MATERIALS PROVIDED START
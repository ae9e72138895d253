// Only compile UI module when TUI feature is enabled
#[cfg(feature = "tui")]
mod ui;

use anyhow::{bail, Context, Result};
use chrono::{FixedOffset, Utc};
use clap::{Args, Parser, Subcommand};
use std::fs;
use std::path::{Path, PathBuf};
use tracing::info;

use consult_ledger::aggregate::{yearly_series, FilteredView, Summary};
use consult_ledger::export::{
    self, expense_row, format_money, payment_row, snapshot_file_name, student_row,
    table_file_name,
};
use consult_ledger::forms::{parse_method, parse_status};
use consult_ledger::temporal::{current_month, month_label};
use consult_ledger::{
    Config, EntityKind, IntegrityChecker, LedgerStore, NewExpense, NewPayment, NewStudent,
    Overrides, Storage, Window,
};

type Store = LedgerStore<Box<dyn Storage>>;

/// Income, expense and student ledger for a consulting office
#[derive(Parser, Debug)]
#[command(name = "consult-ledger")]
#[command(version)]
struct Cli {
    /// Folder holding the ledger data
    #[arg(long, global = true, env = "LEDGER_DATA_DIR")]
    data_dir: Option<PathBuf>,

    /// Storage backend: file or sqlite
    #[arg(long, global = true, env = "LEDGER_BACKEND")]
    backend: Option<String>,

    /// Key the ledger document is stored under
    #[arg(long, global = true, env = "LEDGER_STORAGE_KEY")]
    storage_key: Option<String>,

    /// Minutes east of UTC used for month boundaries and displayed dates
    #[arg(long, global = true, allow_hyphen_values = true, env = "LEDGER_UTC_OFFSET_MINUTES")]
    utc_offset_minutes: Option<i32>,

    #[command(subcommand)]
    command: Option<Command>,
}

#[derive(Args, Debug, Clone, Default)]
struct WindowArgs {
    /// Reporting year (default: current)
    #[arg(long)]
    year: Option<i32>,

    /// Reporting month 1-12 (default: current)
    #[arg(long, value_parser = clap::value_parser!(u32).range(1..=12))]
    month: Option<u32>,

    /// Case-insensitive text filter over every field
    #[arg(long, default_value = "")]
    search: String,
}

#[derive(Subcommand, Debug)]
enum Command {
    /// KPI totals for a month
    Summary(WindowArgs),
    /// Students enrolled in a month
    Students(WindowArgs),
    /// Payments received in a month
    Payments(WindowArgs),
    /// Expenses paid in a month
    Expenses(WindowArgs),
    /// Revenue, expenses and profit for each month of a year
    Yearly {
        #[arg(long)]
        year: Option<i32>,
    },
    /// Payment totals per staff member for a month
    ByStaff(WindowArgs),
    AddStudent {
        name: String,
        #[arg(long)]
        phone: Option<String>,
        #[arg(long)]
        program: Option<String>,
        /// lead, enrolled or paid
        #[arg(long, default_value = "lead")]
        status: String,
    },
    AddPayment {
        amount: f64,
        /// Student id to link
        #[arg(long)]
        student: Option<String>,
        #[arg(long)]
        currency: Option<String>,
        /// cash, card, bank, transfer or other
        #[arg(long, default_value = "cash")]
        method: String,
        #[arg(long)]
        received_by: Option<String>,
        #[arg(long)]
        note: Option<String>,
    },
    AddExpense {
        category: String,
        amount: f64,
        #[arg(long)]
        currency: Option<String>,
        #[arg(long)]
        paid_to: Option<String>,
        #[arg(long, default_value = "cash")]
        method: String,
        #[arg(long)]
        entered_by: Option<String>,
        #[arg(long)]
        note: Option<String>,
    },
    AddStaff {
        name: String,
    },
    /// Remove one record by id
    Delete {
        /// students, payments or expenses
        kind: EntityKind,
        id: String,
    },
    /// Replace the whole ledger with a JSON file
    Import {
        path: PathBuf,
    },
    /// Write the persisted ledger JSON (stdout, or a generated file in --out)
    ExportJson {
        #[arg(long)]
        out: Option<PathBuf>,
    },
    /// Write one filtered table as CSV (stdout, or a generated file in --out)
    ExportCsv {
        kind: EntityKind,
        #[command(flatten)]
        window: WindowArgs,
        #[arg(long)]
        out: Option<PathBuf>,
    },
    /// Discard all data and start again from the sample ledger
    Reset {
        /// Required; reset cannot be undone
        #[arg(long)]
        yes: bool,
    },
    /// Report records that may distort totals
    Check,
    /// Interactive dashboard
    Tui,
}

fn main() -> Result<()> {
    // Logs go to stderr so exports on stdout stay clean
    tracing_subscriber::fmt()
        .with_env_filter(
            tracing_subscriber::EnvFilter::try_from_default_env()
                .unwrap_or_else(|_| "consult_ledger=info".into()),
        )
        .with_writer(std::io::stderr)
        .init();

    let cli = Cli::parse();

    let config = Config::resolve(Overrides {
        data_dir: cli.data_dir.clone(),
        backend: cli.backend.clone(),
        storage_key: cli.storage_key.clone(),
        utc_offset_minutes: cli.utc_offset_minutes,
    })
    .context("Failed to resolve configuration")?;
    let offset = config.offset()?;

    info!(
        "consult-ledger v{} using {} storage in {}",
        consult_ledger::VERSION,
        config.backend,
        config.data_dir.display()
    );

    let backend = config
        .open_storage()
        .with_context(|| format!("Failed to open storage in {}", config.data_dir.display()))?;
    let mut store = LedgerStore::open(backend, config.storage_key.clone())
        .context("Failed to load ledger")?;

    match cli.command {
        Some(Command::Tui) => run_tui(store, offset),
        Some(command) => run_command(&mut store, &offset, command),
        None => run_default(store, offset),
    }
}

#[cfg(feature = "tui")]
fn run_default(store: Store, offset: FixedOffset) -> Result<()> {
    run_tui(store, offset)
}

#[cfg(not(feature = "tui"))]
fn run_default(mut store: Store, offset: FixedOffset) -> Result<()> {
    run_command(&mut store, &offset, Command::Summary(WindowArgs::default()))
}

#[cfg(feature = "tui")]
fn run_tui(store: Store, offset: FixedOffset) -> Result<()> {
    let mut app = ui::App::new(store, offset);
    ui::run_ui(&mut app)
}

#[cfg(not(feature = "tui"))]
fn run_tui(_store: Store, _offset: FixedOffset) -> Result<()> {
    bail!("TUI mode not available; rebuild with --features tui")
}

fn run_command(store: &mut Store, offset: &FixedOffset, command: Command) -> Result<()> {
    match command {
        Command::Summary(args) => {
            let window = resolve_window(&args, offset)?;
            let summary = Summary::compute(store.document(), &window, &args.search);
            print_summary(&summary, &args, offset);
        }
        Command::Students(args) => {
            let window = resolve_window(&args, offset)?;
            let view = FilteredView::new(store.document(), &window, &args.search);
            let rows = view
                .students
                .iter()
                .map(|s| (s.id.clone(), student_row(s, offset)))
                .collect();
            print_table(EntityKind::Students, rows);
        }
        Command::Payments(args) => {
            let window = resolve_window(&args, offset)?;
            let doc = store.document();
            let view = FilteredView::new(doc, &window, &args.search);
            let rows = view
                .payments
                .iter()
                .map(|p| (p.id.clone(), payment_row(doc, p, offset)))
                .collect();
            print_table(EntityKind::Payments, rows);
        }
        Command::Expenses(args) => {
            let window = resolve_window(&args, offset)?;
            let view = FilteredView::new(store.document(), &window, &args.search);
            let rows = view
                .expenses
                .iter()
                .map(|e| (e.id.clone(), expense_row(e, offset)))
                .collect();
            print_table(EntityKind::Expenses, rows);
        }
        Command::Yearly { year } => {
            let year = year.unwrap_or_else(|| current_month(Utc::now(), offset).0);
            println!("{:<5} {:>12} {:>12} {:>12}", year, "Revenue", "Expenses", "Profit");
            for month in yearly_series(store.document(), year, offset) {
                println!(
                    "{:<5} {:>12.2} {:>12.2} {:>12.2}",
                    month.label, month.revenue, month.expenses, month.profit
                );
            }
        }
        Command::ByStaff(args) => {
            let window = resolve_window(&args, offset)?;
            let view = FilteredView::new(store.document(), &window, &args.search);
            for total in view.by_staff() {
                println!("{:<20} {:>12.2}", total.name, total.total);
            }
        }
        Command::AddStudent {
            name,
            phone,
            program,
            status,
        } => {
            let student = store.add_student(NewStudent {
                name,
                phone,
                program,
                status: parse_status(&status)?,
            })?;
            println!("{}", student.id);
        }
        Command::AddPayment {
            amount,
            student,
            currency,
            method,
            received_by,
            note,
        } => {
            let payment = store.add_payment(NewPayment {
                student_id: student,
                amount,
                currency,
                method: parse_method(&method)?,
                received_by,
                note,
            })?;
            println!("{}", payment.id);
        }
        Command::AddExpense {
            category,
            amount,
            currency,
            paid_to,
            method,
            entered_by,
            note,
        } => {
            let expense = store.add_expense(NewExpense {
                category,
                amount,
                currency,
                paid_to,
                method: parse_method(&method)?,
                entered_by,
                note,
            })?;
            println!("{}", expense.id);
        }
        Command::AddStaff { name } => {
            let name = store.add_staff(&name)?;
            println!("{}", name);
        }
        Command::Delete { kind, id } => {
            if !store.delete(kind, &id)? {
                bail!("No {} record with id {}", kind, id);
            }
        }
        Command::Import { path } => {
            let bytes =
                fs::read(&path).with_context(|| format!("Failed to read {}", path.display()))?;
            store
                .replace_document(&bytes)
                .with_context(|| format!("Import of {} failed", path.display()))?;
            let doc = store.document();
            println!(
                "Imported {} students, {} payments, {} expenses",
                doc.students.len(),
                doc.payments.len(),
                doc.expenses.len()
            );
        }
        Command::ExportJson { out } => {
            let bytes = store.export_snapshot()?;
            write_output(out.as_deref(), &snapshot_file_name(Utc::now()), &bytes)?;
        }
        Command::ExportCsv { kind, window, out } => {
            let range = resolve_window(&window, offset)?;
            let doc = store.document();
            let view = FilteredView::new(doc, &range, &window.search);
            let csv = match kind {
                EntityKind::Students => export::students_csv(&view.students, offset)?,
                EntityKind::Payments => export::payments_csv(doc, &view.payments, offset)?,
                EntityKind::Expenses => export::expenses_csv(&view.expenses, offset)?,
            };
            write_output(out.as_deref(), &table_file_name(kind, Utc::now()), csv.as_bytes())?;
        }
        Command::Reset { yes } => {
            if !yes {
                bail!("Reset discards all data; pass --yes to confirm");
            }
            store.reset()?;
            println!("Ledger reset to sample data");
        }
        Command::Check => {
            let report = IntegrityChecker::new().check(store.document());
            for issue in &report.issues {
                println!(
                    "[{}] {} {} {}: {}",
                    issue.severity.as_str(),
                    issue.kind,
                    issue.record_id,
                    issue.field,
                    issue.issue
                );
                println!("        → {}", issue.recommendation);
            }
            println!("{}", report.summary());
        }
        Command::Tui => bail!("tui is interactive; run it without other commands"),
    }
    Ok(())
}

fn resolve_window(args: &WindowArgs, offset: &FixedOffset) -> Result<Window> {
    let (year, month) = current_month(Utc::now(), offset);
    let year = args.year.unwrap_or(year);
    let month = args.month.unwrap_or(month);
    Window::month_at(year, month, offset)
        .with_context(|| format!("No calendar month {}-{:02}", year, month))
}

fn print_summary(summary: &Summary, args: &WindowArgs, offset: &FixedOffset) {
    let (year, month) = current_month(Utc::now(), offset);
    let month = args.month.unwrap_or(month);
    println!("{} {}", month_label(month), args.year.unwrap_or(year));
    if !args.search.is_empty() {
        println!("Search:        \"{}\"", args.search);
    }
    println!(
        "Revenue:       {} ({} payments)",
        format_money(summary.revenue, ""),
        summary.payment_count
    );
    println!(
        "Expenses:      {} ({} expenses)",
        format_money(summary.expense_total, ""),
        summary.expense_count
    );
    println!("Profit:        {}", format_money(summary.profit, ""));
    println!("Students:      {}", summary.student_count);
    println!("Paid students: {}", summary.paid_student_count);
}

fn print_table(kind: EntityKind, rows: Vec<(String, Vec<String>)>) {
    println!("{} ({})", kind.title(), rows.len());
    println!("{:<36}  {}", "Id", export::columns(kind).join(" | "));
    for (id, cells) in rows {
        println!("{:<36}  {}", id, cells.join(" | "));
    }
}

/// Write to stdout, or to `<dir>/<file_name>` when a folder is given
fn write_output(dir: Option<&Path>, file_name: &str, bytes: &[u8]) -> Result<()> {
    match dir {
        None => {
            use std::io::Write;
            std::io::stdout().write_all(bytes)?;
        }
        Some(dir) => {
            fs::create_dir_all(dir)?;
            let path = dir.join(file_name);
            fs::write(&path, bytes)
                .with_context(|| format!("Failed to write {}", path.display()))?;
            println!("{}", path.display());
        }
    }
    Ok(())
}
MATERIALS PROVIDED END
[ACTION ITEM]
Find the word "IntegrityChecker" in the records, and report each line that has it.

[EXERCISE ANSWER]
    Config, EntityKind, IntegrityChecker, LedgerStore, NewExpense, NewPayment, NewStudent,
            let report = IntegrityChecker::new().check(store.document());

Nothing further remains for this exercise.